PublisherYale Center for British Art
https://doi.org/10.37862/aaeportal.00018.002
Director’s Foreword
This publication and the exhibition to which it relates are the results of an innovative collaboration that began within Yale University and has grown to include a network of academic and curatorial scholars and collectors across the world. The origins of the collaboration lie in a graduate seminar, “Art and the British Empire,” taught in 2001 by Professor Tim Barringer in Yale’s Department of the History of Art. Specifically, a memorable presentation given by Barbaro Martinez-Ruiz (then a graduate student at Yale, but now Assistant Professor in the Department of Art and Art History, Stanford University) focused on Sketches of Character, In Illustration of the Habits, Occupation, and Costume of the Negro Population in the Island of Jamaica by Isaac Mendes Belisario. A fine set of this extraordinary and rare work—comprising twelve hand-colored lithographs and a letterpress—was included in one of Paul Mellon’s gifts to the Yale Center for British Art: the incomparable collection of illustrated books and prints relating to travel and social themes in Britain and the British Empire originally assembled by Major J. R. Abbey. In his presentation, Mr. Martinez-Ruiz pointed out the links between the dress and performance practice of Belisario’s masquerade figures with the West and Central African cultures that formed part of his doctoral research in the Department of the History of Art at Yale University under the direction of Professor Robert Farris Thompson. The Center’s curatorial specialist in British print culture, Gillian Forrester, attended the presentation and immediately connected Belisario’s vibrant lithographs with the European “Cries” tradition and with the illustrations to ethnological treatises so well represented in the Center’s collections. Thus, the idea for this exhibition was born from the collections through what was already an interdisciplinary meeting of minds.

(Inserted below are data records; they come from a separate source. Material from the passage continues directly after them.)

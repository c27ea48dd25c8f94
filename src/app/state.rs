//! Application state management
//!
//! Maps keyboard events to navigation actions and routes them to the session
//! controller and the screen components of the active screen.

use crossterm::event::{KeyCode, KeyEvent, KeyModifiers};
use log::debug;

use super::screens::{ResultAction, Screens};
use crate::session::{Handled, Screen, ScreenController};
use crate::util::clock::AttemptClock;

/// Navigation actions that can be triggered by keyboard input
#[derive(Debug, Clone, Copy, PartialEq, Eq)]
pub enum NavigationAction {
    /// Move selection up (arrow up, k)
    Up,
    /// Move selection down (arrow down, j)
    Down,
    /// Previous slide or action (arrow left, h)
    Left,
    /// Next slide or action (arrow right, l)
    Right,
    /// Confirm selection (Enter, Space)
    Select,
    /// Pick an answer directly (1-4, a-d)
    Choose(usize),
    /// Open the answer review (r)
    Review,
    /// Go back or restart (Esc, Backspace)
    Back,
    /// Quit application (q, Q, Ctrl+C)
    Quit,
    /// No action
    None,
}

impl NavigationAction {
    /// Convert keyboard event to navigation action
    pub fn from_key(key: KeyEvent) -> Self {
        match key.code {
            KeyCode::Char('c') if key.modifiers.contains(KeyModifiers::CONTROL) => Self::Quit,
            KeyCode::Char('q') | KeyCode::Char('Q') => Self::Quit,

            KeyCode::Up | KeyCode::Char('k') => Self::Up,
            KeyCode::Down | KeyCode::Char('j') => Self::Down,
            KeyCode::Left | KeyCode::Char('h') => Self::Left,
            KeyCode::Right | KeyCode::Char('l') => Self::Right,

            KeyCode::Enter | KeyCode::Char(' ') => Self::Select,
            KeyCode::Esc | KeyCode::Backspace => Self::Back,

            KeyCode::Char(c @ '1'..='4') => Self::Choose(c as usize - '1' as usize),
            KeyCode::Char(c @ 'a'..='d') => Self::Choose(c as usize - 'a' as usize),
            KeyCode::Char('r') => Self::Review,

            _ => Self::None,
        }
    }
}

/// Application state manager
///
/// Owns the session controller together with the UI-only state of each
/// screen, and keeps the two consistent across screen changes.
#[derive(Debug)]
pub struct StateManager {
    controller: ScreenController,
    screens: Screens,
    clock: AttemptClock,
    should_quit: bool,
}

impl StateManager {
    pub fn new(controller: ScreenController, show_running_score: bool) -> Self {
        Self {
            controller,
            screens: Screens::new(show_running_score),
            clock: AttemptClock::new(),
            should_quit: false,
        }
    }

    pub fn controller(&self) -> &ScreenController {
        &self.controller
    }

    pub fn screens(&self) -> &Screens {
        &self.screens
    }

    /// Controller and screens, split for drawing
    pub fn parts_mut(&mut self) -> (&ScreenController, &mut Screens) {
        (&self.controller, &mut self.screens)
    }

    pub fn clock(&self) -> &AttemptClock {
        &self.clock
    }

    /// Check if the application should quit
    pub fn should_quit(&self) -> bool {
        self.should_quit
    }

    /// Set the quit flag
    pub fn quit(&mut self) {
        self.should_quit = true;
    }

    /// Handle a keyboard event and update state accordingly
    pub fn handle_key_event(&mut self, key: KeyEvent) {
        self.handle_navigation(NavigationAction::from_key(key));
    }

    /// Apply one navigation action to the active screen
    pub fn handle_navigation(&mut self, action: NavigationAction) {
        if action == NavigationAction::Quit {
            self.quit();
            return;
        }

        let before = self.controller.screen();
        let outcome = match before {
            Screen::Welcome => self.on_welcome(action),
            Screen::Presentation => self.on_presentation(action),
            Screen::Quiz => self.on_quiz(action),
            Screen::Results => self.on_results(action),
            Screen::Review => self.on_review(action),
        };

        if let Err(rejected) = outcome {
            debug!("{:?} ignored on {}: {}", action, before, rejected);
        }

        let after = self.controller.screen();
        if after != before {
            self.entered(after);
        }
        self.clock.observe(after);
    }

    fn on_welcome(&mut self, action: NavigationAction) -> Handled {
        match action {
            NavigationAction::Select | NavigationAction::Right => {
                self.controller.start_presentation()
            }
            NavigationAction::Back => {
                self.quit();
                Ok(())
            }
            _ => Ok(()),
        }
    }

    fn on_presentation(&mut self, action: NavigationAction) -> Handled {
        match action {
            NavigationAction::Left => self.controller.previous_slide(),
            NavigationAction::Right => self.controller.next_slide(),
            NavigationAction::Up => {
                self.screens.presentation.scroll_up();
                Ok(())
            }
            NavigationAction::Down => {
                self.screens.presentation.scroll_down();
                Ok(())
            }
            NavigationAction::Select => {
                let on_last = self
                    .controller
                    .presentation()
                    .map_or(false, |p| p.is_last());
                if on_last {
                    self.controller.start_quiz()
                } else {
                    self.controller.next_slide()
                }
            }
            NavigationAction::Back => self.controller.restart(),
            _ => Ok(()),
        }
    }

    fn on_quiz(&mut self, action: NavigationAction) -> Handled {
        match action {
            NavigationAction::Up => {
                self.screens.quiz.select_previous();
                Ok(())
            }
            NavigationAction::Down => {
                self.screens.quiz.select_next();
                Ok(())
            }
            NavigationAction::Choose(index) => self.controller.select_answer(index).map(|_| ()),
            NavigationAction::Select | NavigationAction::Right => {
                if self.controller.quiz().current_answer().is_some() {
                    self.controller.advance()?;
                    self.screens.quiz.reset_cursor();
                    Ok(())
                } else if action == NavigationAction::Select {
                    let cursor = self.screens.quiz.cursor();
                    self.controller.select_answer(cursor).map(|_| ())
                } else {
                    Ok(())
                }
            }
            NavigationAction::Back => self.controller.restart(),
            _ => Ok(()),
        }
    }

    fn on_results(&mut self, action: NavigationAction) -> Handled {
        match action {
            NavigationAction::Left | NavigationAction::Up => {
                self.screens.results.select_previous_action();
                Ok(())
            }
            NavigationAction::Right | NavigationAction::Down => {
                self.screens.results.select_next_action();
                Ok(())
            }
            NavigationAction::Select => match self.screens.results.selected_action() {
                ResultAction::Review => self.controller.view_review(),
                ResultAction::Restart => self.controller.restart(),
            },
            NavigationAction::Review => self.controller.view_review(),
            NavigationAction::Back => self.controller.restart(),
            _ => Ok(()),
        }
    }

    fn on_review(&mut self, action: NavigationAction) -> Handled {
        match action {
            NavigationAction::Up => {
                self.screens.review.scroll_up();
                Ok(())
            }
            NavigationAction::Down => {
                self.screens.review.scroll_down();
                Ok(())
            }
            NavigationAction::Select | NavigationAction::Back => self.controller.finish_review(),
            _ => Ok(()),
        }
    }

    /// Reset per-screen UI state when a screen becomes active
    fn entered(&mut self, screen: Screen) {
        match screen {
            Screen::Quiz => self.screens.quiz.reset_cursor(),
            Screen::Review => self.screens.review.reset_scroll(),
            Screen::Welcome => self.screens.results.reset_action(),
            _ => {}
        }
    }
}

In 2004 the curators of this ambitious project, Tim Barringer, Gillian Forrester, and Barbaro Martinez-Ruiz, traveled to Jamaica to undertake preliminary research for the exhibition. The curatorial team subsequently expanded to include other members of the Center’s intellectual community: two Postdoctoral Research Associates, Stéphane Roy and Eleanor Hughes, and two Graduate Research Assistants from Yale’s Department of the History of Art, Courtney Martin and Rebecca Peabody. Each brought different expertise to the research and selection process and has contributed significantly to the exhibition and publication. Further materials were contributed by Graham Boettcher (Yale College, Class of ’95 and Yale PhD 2007) and by Alexander Lee (Yale College, Class of ’07).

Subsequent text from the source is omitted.